The disappearance of vitexin from Tartary buckwheat flour-water mixtures after the hydrothermal treatment
DOI:
https://doi.org/10.3986//fag0020Povzetek
Vitexin is an apigenin flavone glucoside with known biological functions. This research reported the effects of initial temperature treatments of Tartary buckwheat flour mixture with water and time of methanol extraction from the cooked doughs on the amount of extractable vitexin. The mixtures of flour and water were initially hydrothermally treated at temperatures from 25 °C to 95 °C. Afterward the mixtures were cooked at 95 °C for 20 min, and vitexin extracted at room temperature with 80% aqueous methanol for 20 min, 2 h and 8 h.

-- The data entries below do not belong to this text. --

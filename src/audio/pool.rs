//! Scratch buffer ownership and pooling
//!
//! Stages borrow one buffer per role (carry buffer, packet buffer, PCM
//! buffer) for their whole lifetime and hand it back exactly once when
//! they are disposed. Pools are injected at construction, so rent/return
//! accounting is per pool instance rather than process-wide.

use crossbeam::queue::ArrayQueue;
use std::ops::{Deref, DerefMut};
use std::sync::atomic::{AtomicUsize, Ordering};
use std::sync::Arc;

use crate::error::ResourceError;

/// Source of reusable byte buffers
pub trait BufferPool: Send + Sync {
    /// Rent a zero-initialised buffer of exactly `len` bytes
    fn rent(&self, len: usize) -> Result<Vec<u8>, ResourceError>;

    /// Return a buffer previously obtained from `rent`
    fn give_back(&self, buffer: Vec<u8>);
}

/// Pool handle as stored by stages
pub type SharedBufferPool = Arc<dyn BufferPool>;

/// Bounded buffer pool with rent/return instrumentation
pub struct SharedPool {
    free: ArrayQueue<Vec<u8>>,
    /// Maximum number of buffers rented at once (0 = unlimited)
    max_outstanding: usize,
    outstanding: AtomicUsize,
    rented: AtomicUsize,
    returned: AtomicUsize,
}

impl SharedPool {
    /// Create a pool retaining up to `capacity` idle buffers
    pub fn new(capacity: usize) -> Self {
        Self::with_limit(capacity, 0)
    }

    /// Create a pool that refuses to rent more than `max_outstanding` buffers
    pub fn with_limit(capacity: usize, max_outstanding: usize) -> Self {
        Self {
            free: ArrayQueue::new(capacity.max(1)),
            max_outstanding,
            outstanding: AtomicUsize::new(0),
            rented: AtomicUsize::new(0),
            returned: AtomicUsize::new(0),
        }
    }

    /// Create a shared pool handle
    pub fn shared(capacity: usize) -> Arc<Self> {
        Arc::new(Self::new(capacity))
    }

    /// Get statistics
    pub fn stats(&self) -> PoolStats {
        PoolStats {
            rented: self.rented.load(Ordering::Relaxed),
            returned: self.returned.load(Ordering::Relaxed),
            outstanding: self.outstanding.load(Ordering::Relaxed),
            idle: self.free.len(),
        }
    }

    fn reserve_slot(&self) -> Result<(), ResourceError> {
        if self.max_outstanding == 0 {
            self.outstanding.fetch_add(1, Ordering::AcqRel);
            return Ok(());
        }

        self.outstanding
            .fetch_update(Ordering::AcqRel, Ordering::Acquire, |current| {
                (current < self.max_outstanding).then_some(current + 1)
            })
            .map(|_| ())
            .map_err(|current| ResourceError::PoolExhausted {
                outstanding: current,
                limit: self.max_outstanding,
            })
    }
}

impl BufferPool for SharedPool {
    fn rent(&self, len: usize) -> Result<Vec<u8>, ResourceError> {
        self.reserve_slot()?;

        let buffer = match self.free.pop() {
            Some(mut buffer) => {
                buffer.clear();
                try_zeroed(&mut buffer, len).map(|()| buffer)
            }
            None => allocate(len),
        };

        match buffer {
            Ok(buffer) => {
                self.rented.fetch_add(1, Ordering::Relaxed);
                Ok(buffer)
            }
            Err(e) => {
                self.outstanding.fetch_sub(1, Ordering::AcqRel);
                Err(e)
            }
        }
    }

    fn give_back(&self, buffer: Vec<u8>) {
        self.returned.fetch_add(1, Ordering::Relaxed);
        self.outstanding.fetch_sub(1, Ordering::AcqRel);
        // Idle list full: let the buffer go
        let _ = self.free.push(buffer);
    }
}

/// Pool statistics
#[derive(Debug, Clone, Copy, PartialEq, Eq)]
pub struct PoolStats {
    pub rented: usize,
    pub returned: usize,
    pub outstanding: usize,
    pub idle: usize,
}

impl PoolStats {
    /// Every rented buffer has been returned
    pub fn is_balanced(&self) -> bool {
        self.rented == self.returned && self.outstanding == 0
    }
}

/// Allocate a zeroed buffer, reporting failure instead of aborting
pub fn allocate(len: usize) -> Result<Vec<u8>, ResourceError> {
    let mut buffer = Vec::new();
    try_zeroed(&mut buffer, len)?;
    Ok(buffer)
}

fn try_zeroed(buffer: &mut Vec<u8>, len: usize) -> Result<(), ResourceError> {
    buffer
        .try_reserve_exact(len)
        .map_err(|_| ResourceError::AllocationFailed(len))?;
    buffer.resize(len, 0);
    Ok(())
}

/// A fixed-length byte buffer owned by one stage for its whole lifetime.
///
/// Pooled buffers go back to their pool when the scratch buffer is dropped,
/// which happens exactly once.
pub struct ScratchBuffer {
    data: Vec<u8>,
    pool: Option<SharedBufferPool>,
}

impl ScratchBuffer {
    /// Borrow from `pool`, or allocate privately when no pool is given
    pub fn acquire(len: usize, pool: Option<&SharedBufferPool>) -> Result<Self, ResourceError> {
        match pool {
            Some(pool) => {
                let data = pool.rent(len)?;
                Ok(Self {
                    data,
                    pool: Some(pool.clone()),
                })
            }
            None => Ok(Self {
                data: allocate(len)?,
                pool: None,
            }),
        }
    }

    pub fn is_pooled(&self) -> bool {
        self.pool.is_some()
    }
}

impl Deref for ScratchBuffer {
    type Target = [u8];

    fn deref(&self) -> &[u8] {
        &self.data
    }
}

impl DerefMut for ScratchBuffer {
    fn deref_mut(&mut self) -> &mut [u8] {
        &mut self.data
    }
}

impl Drop for ScratchBuffer {
    fn drop(&mut self) {
        if let Some(pool) = self.pool.take() {
            pool.give_back(std::mem::take(&mut self.data));
        }
    }
}

#[cfg(test)]
mod tests {
    use super::*;

    #[test]
    fn test_rent_and_return() {
        let pool = SharedPool::shared(4);
        let shared: SharedBufferPool = pool.clone();

        let a = ScratchBuffer::acquire(64, Some(&shared)).unwrap();
        let b = ScratchBuffer::acquire(32, Some(&shared)).unwrap();
        assert_eq!(a.len(), 64);
        assert_eq!(b.len(), 32);
        assert!(a.is_pooled());
        assert_eq!(pool.stats().outstanding, 2);

        drop(a);
        drop(b);

        let stats = pool.stats();
        assert!(stats.is_balanced());
        assert_eq!(stats.rented, 2);
        assert_eq!(stats.idle, 2);
    }

    #[test]
    fn test_reused_buffer_is_zeroed() {
        let pool: SharedBufferPool = SharedPool::shared(1);

        let mut first = ScratchBuffer::acquire(8, Some(&pool)).unwrap();
        first.copy_from_slice(&[7; 8]);
        drop(first);

        let second = ScratchBuffer::acquire(16, Some(&pool)).unwrap();
        assert_eq!(&second[..], &[0; 16]);
    }

    #[test]
    fn test_pool_exhaustion() {
        let pool = Arc::new(SharedPool::with_limit(2, 1));
        let shared: SharedBufferPool = pool.clone();

        let held = ScratchBuffer::acquire(8, Some(&shared)).unwrap();
        let err = ScratchBuffer::acquire(8, Some(&shared)).err();
        assert_eq!(
            err,
            Some(ResourceError::PoolExhausted {
                outstanding: 1,
                limit: 1
            })
        );

        drop(held);
        assert!(ScratchBuffer::acquire(8, Some(&shared)).is_ok());
        assert!(pool.stats().is_balanced());
    }

    #[test]
    fn test_unpooled_buffer() {
        let buffer = ScratchBuffer::acquire(10, None).unwrap();
        assert!(!buffer.is_pooled());
        assert_eq!(buffer.len(), 10);
    }
}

The extractable vitexin was extracted during the same extraction times for the control in the nonhydrothermally treated Tartary buckwheat flour-water mixture samples. For the cooked dough samples, the hydrothermal treatments were important in terms of the extractability of vitexin. The extractable vitexin persisted in the control samples during the extraction time up to 8 hours, while in the hydrothermally treated and cooked dough samples, there remained none detectable vitexin. The high-temperature initial treatments during dough preparation appeared not to prevent the degradation of vitexin in Tartary buckwheat flour.